Query sites consume it directly, keeping identifiers escaped:

typescript
FROM ${sql.identifier(this.schemaOf(pd))}.${sql.identifier(pd.tableName)} pd
INNER JOIN ${sql.identifier(this.schemaOf(perm))}.${sql.identifier(perm.tableName)} p
  ON pd.target_id = p.id

Benefits:

  • Works with Casbin tables in any schema, not just public
  • No mutation of the caller-supplied entities object
  • No schemaName! non-null assertions scattered across the query builders
  • Schema and table identifiers remain escaped via sql.identifier (no injection surface)

Files Changed

Core Package (packages/core)

FileChanges
src/components/auth/authorize/adapters/drizzle-casbin.tsAdded optional schemaName to every entity (permission, role, policyDefinition); introduced DEFAULT_SCHEMA + schemaOf(); schema-qualified all FROM/JOIN clauses
src/__tests__/authorize/drizzle-casbin-adapter.test.tsNew test: default-to-public, explicit schemaName, group-policy qualification, no caller mutation

Migration Guide

NOTE

Only required if your Casbin tables are not in the public schema.

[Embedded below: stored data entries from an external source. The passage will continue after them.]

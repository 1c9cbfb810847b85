//! Read-mostly caches: symbol metadata, prices and per-address balances.

pub mod balance;
pub mod price;
pub mod symbol;

pub use balance::PositionBalanceCache;
pub use price::PriceCache;
pub use symbol::{SymbolCache, SymbolLoader};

Step 1: Set schemaName on the queried entities

typescript
entities: {
  permission: { schemaName: 'auth', tableName: 'permissions', principalType: 'Permission' },
  role: { schemaName: 'auth', tableName: 'roles', principalType: 'Role' },
  policyDefinition: {
    schemaName: 'auth',
    tableName: 'policy_definitions',
    principalType: 'PolicyDefinition',
  },
}

No change is needed for tables already in public.